The Pareto principle is definitely something familiar. Have you faced it within your work? What about the famous 80/20 ratio? There is no doubt that at least once in your life you have heard about the famous rule, described by Mr. Pareto.
According to one of the legends, 80% of the Mona Lisa’s portrait was painted in the first 20% of the time. But would it become a masterpiece without details? 80/20 is not a law of nature, its just an observation. This 80/20 ratio of cause-to-effect became known as the Pareto Principle.
Did you know that originally, the Pareto concept referred to the study that 80% of Italy’s wealth belonged to only 20% of the population?
Italian economist Vilfredo Pareto described this observation in 1906. The Italian also investigated different industries and found that 80% of production typically came from just 20% of the companies.
However, the work on this observation played a bad joke with the principle’s author: he became obsessed with this ratio, noticing it in everything. He even noticed that 80% of the peas in his orchard came from 20% of his pea plants.
In general, the Pareto rule means observation, not a law. It about the idea that most things in our life are not distributed evenly.
Therefore, the main idea about the Pareto rule is a prediction that 80% of effects come from 20% of causes.
This 80/20 rule can mean anything:
However, be careful when using this concept, as there’s a common misconception that the numbers 20 and 80 must add to 100. They actually don’t.
You can take the Pareto’s 80/20 rule and apply it to almost any situation that many businesses do nowadays. This concept helps to learn how to prioritize tasks, objectives, days, weeks, and months and succeed.
Among the many complex and conceptual prioritization methods and techniques, this principle looks quite simple and accessible to everyone. It’s essential to business strategic planning that is one of the core qualities of managers and leaders.
As you understand, the principle suggests two out of ten items, on any to-do list, will turn out to be worth more than the other eight items together.
How to apply it to goal setting?
One of the greatest ideas about effective goals and objectives is applying a popular SMART goals concept (setting goals in order to make them specific, measurable, achievable, relevant and time-bound).
The SMART goals concept + Pareto rule = boosting your overall productivity
You may simply take a piece of paper and write down ten relevant goals, asking yourself: “If I could accomplish only one of these goals today, which one would have the greatest impact on my life”?
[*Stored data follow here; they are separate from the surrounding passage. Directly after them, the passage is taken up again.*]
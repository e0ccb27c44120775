//! Booking repository trait.

use async_trait::async_trait;
use chrono::NaiveDate;

use super::error::RepositoryResult;
use crate::api::{
    Booking, BookingFilter, BookingId, BookingInterval, BookingStatus, NewBooking, UserId,
};
use crate::models::TimeOfDay;

/// Repository trait for booking operations.
#[async_trait]
pub trait BookingRepository: Send + Sync {
    /// Insert a new booking and return it with its assigned id.
    async fn insert_booking(&self, booking: NewBooking) -> RepositoryResult<Booking>;

    /// Fetch a booking by id.
    async fn fetch_booking(&self, id: BookingId) -> RepositoryResult<Option<Booking>>;

    /// List bookings matching the filter, ordered by date then time.
    async fn list_bookings(&self, filter: BookingFilter) -> RepositoryResult<Vec<Booking>>;

    /// Find an active (pending or confirmed) booking at exactly this
    /// date and time, if any. This is the uniqueness check that arbitrates
    /// concurrent attempts to claim the same slot.
    async fn find_active_at(
        &self,
        date: NaiveDate,
        time: TimeOfDay,
    ) -> RepositoryResult<Option<Booking>>;

    /// Start time and service duration of every active booking on a date,
    /// as consumed by the availability calculator. The duration is joined in
    /// from the booked service; bookings whose service no longer exists
    /// report a zero duration.
    async fn list_active_intervals(&self, date: NaiveDate)
        -> RepositoryResult<Vec<BookingInterval>>;

    /// Set the status of a booking. Fails with `NotFound` for unknown ids.
    async fn update_booking_status(
        &self,
        id: BookingId,
        status: BookingStatus,
    ) -> RepositoryResult<Booking>;

    /// Replace the notes of a booking. Fails with `NotFound` for unknown ids.
    async fn update_booking_notes(
        &self,
        id: BookingId,
        notes: Option<String>,
    ) -> RepositoryResult<Booking>;

    /// Number of bookings (in any state) belonging to a client.
    async fn count_bookings_for_client(&self, client_id: UserId) -> RepositoryResult<usize>;
}
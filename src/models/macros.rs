/// Defines an integer-backed ID newtype with the derives and conversions the
/// repository layer expects: ordering and hashing (map keys), serde, and
/// `Display` for error contexts and logs.
///
/// Usage:
///   define_id_type!(i64, BookingId);
#[macro_export]
macro_rules! define_id_type {
    ($inner:ty, $name:ident) => {
        #[derive(
            Debug,
            Copy,
            Clone,
            PartialEq,
            Eq,
            PartialOrd,
            Ord,
            Hash,
            serde::Serialize,
            serde::Deserialize,
        )]
        pub struct $name(pub $inner);

        impl $name {
            pub fn new(value: $inner) -> Self {
                $name(value)
            }

            pub fn value(&self) -> $inner {
                self.0
            }
        }

        impl ::std::fmt::Display for $name {
            fn fmt(&self, f: &mut ::std::fmt::Formatter<'_>) -> ::std::fmt::Result {
                ::std::write!(f, "{}", self.0)
            }
        }
    };
}
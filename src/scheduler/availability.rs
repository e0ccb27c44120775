//! The availability calculator.
//!
//! Computes the bookable slots for one day at a fixed 30-minute granularity:
//!
//! 1. resolve which opening windows apply (special-day override beats the
//!    recurring weekly schedule, all-or-nothing);
//! 2. expand the windows into candidate slot times;
//! 3. mark the slot steps occupied by existing active bookings, each blocking
//!    its own service duration;
//! 4. when a service duration is requested, keep only slots where the whole
//!    span fits inside the open windows and is unoccupied.
//!
//! The functions here are total over well-formed input: a day with no windows
//! yields an empty slot list, never an error.

use std::collections::HashSet;

use crate::api::{BookingInterval, Slot, TimeWindow};
use crate::models::{TimeOfDay, SLOT_MINUTES};

const STEP: u32 = SLOT_MINUTES as u32;

/// Pick the windows that govern a date.
///
/// Any special-day window fully suppresses the recurring schedule for that
/// date; the two are never merged. The result is ordered by start time.
pub fn resolve_windows(
    special: Vec<TimeWindow>,
    recurring: Vec<TimeWindow>,
) -> Vec<TimeWindow> {
    let mut windows = if special.is_empty() { recurring } else { special };
    windows.sort_by_key(|w| w.start);
    windows
}

/// Expand opening windows into slot start times, one every 30 minutes while
/// the slot start is strictly before the window's end.
///
/// Overlapping windows are tolerated: duplicate slot times share identical
/// occupancy state downstream, so they are simply emitted as produced.
pub fn expand_windows(windows: &[TimeWindow]) -> Vec<TimeOfDay> {
    let mut slots = Vec::new();
    for window in windows {
        let end = window.end.minutes() as u32;
        let mut t = window.start.minutes() as u32;
        while t < end {
            // t < end <= minutes-per-day, so the offset is always in range
            if let Some(time) = TimeOfDay::from_minutes(t as u16) {
                slots.push(time);
            }
            t += STEP;
        }
    }
    slots
}

/// Minute marks blocked by existing bookings.
///
/// Each booking blocks `ceil(duration / 30)` consecutive steps from its start
/// time, with a minimum of one step when its duration is zero or unknown.
/// Spans may run past window boundaries (and even past midnight); occupancy
/// is tracked on raw minute marks independently of the windows.
pub fn occupied_steps(bookings: &[BookingInterval]) -> HashSet<u32> {
    let mut occupied = HashSet::new();
    for booking in bookings {
        let steps = booking.duration_min.div_ceil(STEP).max(1);
        let mut t = booking.start.minutes() as u32;
        for _ in 0..steps {
            occupied.insert(t);
            t += STEP;
        }
    }
    occupied
}

/// Compute the ordered slot list for one day.
///
/// `windows` are the day's opening windows (already resolved via
/// [`resolve_windows`]), `bookings` its active bookings, and
/// `requested_duration_min` the duration of the service being scheduled.
/// With no requested duration (or zero), a slot is available iff it is not
/// occupied. With a requested duration, a slot is available iff every one of
/// the `ceil(duration / 30)` steps starting at it lies inside the expanded
/// window set and is unoccupied — a span may not cross a gap between windows
/// or run past closing time.
pub fn compute_availability(
    windows: &[TimeWindow],
    bookings: &[BookingInterval],
    requested_duration_min: Option<u32>,
) -> Vec<Slot> {
    let slot_times = expand_windows(windows);
    let occupied = occupied_steps(bookings);
    let open: HashSet<u32> = slot_times.iter().map(|t| t.minutes() as u32).collect();

    let requested_steps = requested_duration_min
        .filter(|d| *d > 0)
        .map(|d| d.div_ceil(STEP));

    slot_times
        .into_iter()
        .map(|time| {
            let start = time.minutes() as u32;
            let available = match requested_steps {
                None => !occupied.contains(&start),
                Some(steps) => (0..steps).all(|i| {
                    let t = start + i * STEP;
                    open.contains(&t) && !occupied.contains(&t)
                }),
            };
            Slot { time, available }
        })
        .collect()
}
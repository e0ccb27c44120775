//! HTTP error handling and response types.

use axum::{
    http::StatusCode,
    response::{IntoResponse, Response},
    Json,
};
use serde::{Deserialize, Serialize};

use crate::db::repository::RepositoryError;

/// API error response body.
#[derive(Debug, Clone, Serialize, Deserialize)]
pub struct ApiError {
    /// Error code for programmatic handling
    pub code: String,
    /// Human-readable error message
    pub message: String,
    /// Optional additional details
    #[serde(skip_serializing_if = "Option::is_none")]
    pub details: Option<String>,
}

impl ApiError {
    pub fn new(code: impl Into<String>, message: impl Into<String>) -> Self {
        Self {
            code: code.into(),
            message: message.into(),
            details: None,
        }
    }

    pub fn with_details(mut self, details: impl Into<String>) -> Self {
        self.details = Some(details.into());
        self
    }
}

/// Application error type for HTTP handlers.
#[derive(Debug)]
pub enum AppError {
    /// Resource not found
    NotFound(String),
    /// Invalid request (validation error)
    BadRequest(String),
    /// Missing or invalid credentials
    Unauthorized(String),
    /// Authenticated but not allowed
    Forbidden(String),
    /// Internal server error
    Internal(String),
    /// Repository error
    Repository(RepositoryError),
}

impl IntoResponse for AppError {
    fn into_response(self) -> Response {
        let (status, error) = match self {
            AppError::NotFound(msg) => (StatusCode::NOT_FOUND, ApiError::new("NOT_FOUND", msg)),
            AppError::BadRequest(msg) => {
                (StatusCode::BAD_REQUEST, ApiError::new("BAD_REQUEST", msg))
            }
            AppError::Unauthorized(msg) => (
                StatusCode::UNAUTHORIZED,
                ApiError::new("UNAUTHORIZED", msg),
            ),
            AppError::Forbidden(msg) => (StatusCode::FORBIDDEN, ApiError::new("FORBIDDEN", msg)),
            AppError::Internal(msg) => (
                StatusCode::INTERNAL_SERVER_ERROR,
                ApiError::new("INTERNAL_ERROR", msg),
            ),
            AppError::Repository(e) => match e {
                RepositoryError::NotFound { .. } => {
                    (StatusCode::NOT_FOUND, ApiError::new("NOT_FOUND", e.to_string()))
                }
                RepositoryError::ValidationError { .. } => (
                    StatusCode::BAD_REQUEST,
                    ApiError::new("VALIDATION_ERROR", e.to_string()),
                ),
                other => (
                    StatusCode::INTERNAL_SERVER_ERROR,
                    ApiError::new("REPOSITORY_ERROR", other.to_string()),
                ),
            },
        };

        (status, Json(error)).into_response()
    }
}

impl From<RepositoryError> for AppError {
    fn from(err: RepositoryError) -> Self {
        AppError::Repository(err)
    }
}

impl From<anyhow::Error> for AppError {
    fn from(err: anyhow::Error) -> Self {
        AppError::Internal(err.to_string())
    }
}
Then choose the second most important goal and so on. After completing this easy exercise, you will define the most important 20% of your goals that will be most helpful than anything else.
We all dreaming big dreams. When we begin to dream big dreams, we feel more powerful about ourselves and our ability to deal with what happens to us. The reason so many people achieve so little is that they never allow themselves to imagine the kind of life that is possible for them.
So how to use Pareto’s principle to gain more time and be more productive?
Many companies may agree that 80% of work is completed by 20% of team members. There is often a wide performance gap between your top performers and the rest of your team.
80% of software problems are caused by 20% of bugs. It’s about the typical picture in many IT companies, where the most crucial problems are caused by a couple of serious bugs.
Great performing salespeople are not easy to find. So, it’s rather logical that 80% of sales come from 20% of your salespeople.
There are also defined cases of using the Pareto principle in applying to sports and athletic training. They say, approximately 20% of the exercises have 80% of the impact and the trainee should not focus so much on varied training. It does not mean that your diet is not important, they just are not as significant as the key activities.
Healthcare professionals use the Pareto principle to underline the importance of hazard prioritization. 20% of the hazards account for 80% of the injuries. With the help of the approach, they can target that 20 % of the hazards.
The concluding idea about the Pareto rule is that it helps to define a good thing and avoid being a slave to a never-ending list of things to do.
How often do you use the Pareto principle for goal setting and other issues? What changes have you noticed?